TASK
Find the line with "impl std::fmt::Display for TemplateId" in the records below. Copy it and every line after it, up to and including the line with "impl std::fmt::Display for SiteId".

##### INFORMATION GIVEN #####

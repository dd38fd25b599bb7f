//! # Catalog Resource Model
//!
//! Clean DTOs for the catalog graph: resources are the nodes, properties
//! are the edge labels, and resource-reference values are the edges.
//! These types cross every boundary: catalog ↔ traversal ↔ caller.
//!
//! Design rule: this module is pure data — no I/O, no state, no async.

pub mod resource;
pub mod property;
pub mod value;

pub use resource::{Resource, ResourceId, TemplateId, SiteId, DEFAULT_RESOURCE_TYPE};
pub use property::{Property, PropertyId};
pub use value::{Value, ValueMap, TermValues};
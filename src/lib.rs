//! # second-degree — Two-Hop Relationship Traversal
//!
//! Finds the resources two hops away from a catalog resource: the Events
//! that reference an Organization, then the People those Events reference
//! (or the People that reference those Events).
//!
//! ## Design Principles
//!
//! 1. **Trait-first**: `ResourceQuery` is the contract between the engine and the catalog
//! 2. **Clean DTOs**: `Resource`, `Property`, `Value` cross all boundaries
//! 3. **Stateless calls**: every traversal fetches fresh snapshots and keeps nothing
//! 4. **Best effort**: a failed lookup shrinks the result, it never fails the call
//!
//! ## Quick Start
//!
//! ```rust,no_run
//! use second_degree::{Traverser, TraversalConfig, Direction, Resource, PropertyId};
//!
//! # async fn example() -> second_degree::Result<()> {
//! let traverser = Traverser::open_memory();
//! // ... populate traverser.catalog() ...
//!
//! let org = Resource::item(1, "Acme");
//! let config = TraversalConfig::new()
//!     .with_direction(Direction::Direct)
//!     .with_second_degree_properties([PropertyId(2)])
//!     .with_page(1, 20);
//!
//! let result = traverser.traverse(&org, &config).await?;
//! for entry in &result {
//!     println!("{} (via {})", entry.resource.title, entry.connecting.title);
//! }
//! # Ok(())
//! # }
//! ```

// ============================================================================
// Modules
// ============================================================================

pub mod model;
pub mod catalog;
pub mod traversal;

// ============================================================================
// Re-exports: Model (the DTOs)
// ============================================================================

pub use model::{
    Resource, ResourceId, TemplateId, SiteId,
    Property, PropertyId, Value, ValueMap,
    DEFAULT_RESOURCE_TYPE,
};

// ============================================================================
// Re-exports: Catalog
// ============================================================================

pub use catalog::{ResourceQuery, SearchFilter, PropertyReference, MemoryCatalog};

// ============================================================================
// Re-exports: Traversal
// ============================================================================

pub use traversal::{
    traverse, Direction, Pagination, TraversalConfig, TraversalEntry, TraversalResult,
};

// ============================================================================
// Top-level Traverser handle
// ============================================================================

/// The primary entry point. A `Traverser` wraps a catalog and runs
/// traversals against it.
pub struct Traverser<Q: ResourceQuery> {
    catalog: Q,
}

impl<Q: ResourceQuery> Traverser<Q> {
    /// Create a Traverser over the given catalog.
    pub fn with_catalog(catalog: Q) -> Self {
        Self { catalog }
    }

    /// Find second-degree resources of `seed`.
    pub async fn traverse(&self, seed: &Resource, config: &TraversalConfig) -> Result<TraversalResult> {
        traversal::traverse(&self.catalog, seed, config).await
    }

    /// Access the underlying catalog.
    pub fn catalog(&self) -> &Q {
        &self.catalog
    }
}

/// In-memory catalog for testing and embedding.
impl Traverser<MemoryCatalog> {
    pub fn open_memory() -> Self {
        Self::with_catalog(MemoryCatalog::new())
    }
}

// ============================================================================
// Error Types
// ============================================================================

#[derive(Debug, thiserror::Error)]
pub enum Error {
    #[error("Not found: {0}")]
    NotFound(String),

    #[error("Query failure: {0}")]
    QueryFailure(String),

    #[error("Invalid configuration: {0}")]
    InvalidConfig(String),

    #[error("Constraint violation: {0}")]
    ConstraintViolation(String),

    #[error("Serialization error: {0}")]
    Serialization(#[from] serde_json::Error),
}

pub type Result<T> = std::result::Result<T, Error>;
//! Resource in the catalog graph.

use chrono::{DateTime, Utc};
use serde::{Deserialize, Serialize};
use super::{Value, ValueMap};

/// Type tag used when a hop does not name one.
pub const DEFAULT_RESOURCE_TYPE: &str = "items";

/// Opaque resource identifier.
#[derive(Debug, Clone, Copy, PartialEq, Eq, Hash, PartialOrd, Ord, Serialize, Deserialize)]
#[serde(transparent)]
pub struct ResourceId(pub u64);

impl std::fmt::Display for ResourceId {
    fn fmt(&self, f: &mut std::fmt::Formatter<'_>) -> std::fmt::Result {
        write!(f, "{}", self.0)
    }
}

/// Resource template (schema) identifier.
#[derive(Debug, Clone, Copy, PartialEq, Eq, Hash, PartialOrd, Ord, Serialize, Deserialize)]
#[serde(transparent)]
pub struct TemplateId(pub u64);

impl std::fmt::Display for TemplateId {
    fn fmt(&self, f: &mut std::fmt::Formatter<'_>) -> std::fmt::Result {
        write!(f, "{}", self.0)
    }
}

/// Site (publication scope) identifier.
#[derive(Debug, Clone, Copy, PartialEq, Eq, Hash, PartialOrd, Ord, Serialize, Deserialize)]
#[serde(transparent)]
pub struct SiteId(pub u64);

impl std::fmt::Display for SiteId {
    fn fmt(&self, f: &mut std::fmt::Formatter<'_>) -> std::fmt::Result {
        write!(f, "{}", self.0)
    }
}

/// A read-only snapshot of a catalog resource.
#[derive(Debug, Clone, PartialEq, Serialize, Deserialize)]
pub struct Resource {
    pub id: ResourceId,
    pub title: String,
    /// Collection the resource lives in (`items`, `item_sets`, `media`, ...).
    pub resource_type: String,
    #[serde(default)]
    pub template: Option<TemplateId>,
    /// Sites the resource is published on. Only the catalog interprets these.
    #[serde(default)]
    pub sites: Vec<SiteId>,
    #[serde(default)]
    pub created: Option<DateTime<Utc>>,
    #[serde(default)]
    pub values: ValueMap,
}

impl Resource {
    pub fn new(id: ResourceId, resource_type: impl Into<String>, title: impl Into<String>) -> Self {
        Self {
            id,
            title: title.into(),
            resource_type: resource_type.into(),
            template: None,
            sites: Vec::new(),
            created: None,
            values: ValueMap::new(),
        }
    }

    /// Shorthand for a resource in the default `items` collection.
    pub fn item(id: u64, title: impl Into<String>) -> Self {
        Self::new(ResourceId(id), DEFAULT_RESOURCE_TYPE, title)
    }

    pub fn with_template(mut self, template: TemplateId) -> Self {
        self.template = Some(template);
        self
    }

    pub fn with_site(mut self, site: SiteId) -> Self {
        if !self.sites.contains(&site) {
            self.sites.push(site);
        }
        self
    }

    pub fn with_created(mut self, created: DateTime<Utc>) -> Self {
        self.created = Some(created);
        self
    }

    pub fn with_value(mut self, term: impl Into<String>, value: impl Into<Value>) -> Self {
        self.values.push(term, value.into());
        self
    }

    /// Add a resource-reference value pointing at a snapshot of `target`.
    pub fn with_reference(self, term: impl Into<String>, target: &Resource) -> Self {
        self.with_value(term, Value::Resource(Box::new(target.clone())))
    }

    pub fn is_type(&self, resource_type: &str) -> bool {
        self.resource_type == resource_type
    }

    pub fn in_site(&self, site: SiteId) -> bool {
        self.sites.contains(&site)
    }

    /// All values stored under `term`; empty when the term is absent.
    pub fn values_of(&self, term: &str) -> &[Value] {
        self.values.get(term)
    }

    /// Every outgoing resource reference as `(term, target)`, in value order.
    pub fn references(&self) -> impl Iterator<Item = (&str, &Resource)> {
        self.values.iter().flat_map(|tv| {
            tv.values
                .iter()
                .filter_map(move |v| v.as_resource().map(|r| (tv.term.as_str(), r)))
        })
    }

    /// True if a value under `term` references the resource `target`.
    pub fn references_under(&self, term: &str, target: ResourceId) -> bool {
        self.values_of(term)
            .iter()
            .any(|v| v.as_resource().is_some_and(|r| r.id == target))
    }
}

#####

WRITTEN RESPONSE
impl std::fmt::Display for TemplateId {
    fn fmt(&self, f: &mut std::fmt::Formatter<'_>) -> std::fmt::Result {
        write!(f, "{}", self.0)
    }
}

/// Site (publication scope) identifier.
#[derive(Debug, Clone, Copy, PartialEq, Eq, Hash, PartialOrd, Ord, Serialize, Deserialize)]
#[serde(transparent)]
pub struct SiteId(pub u64);

impl std::fmt::Display for SiteId {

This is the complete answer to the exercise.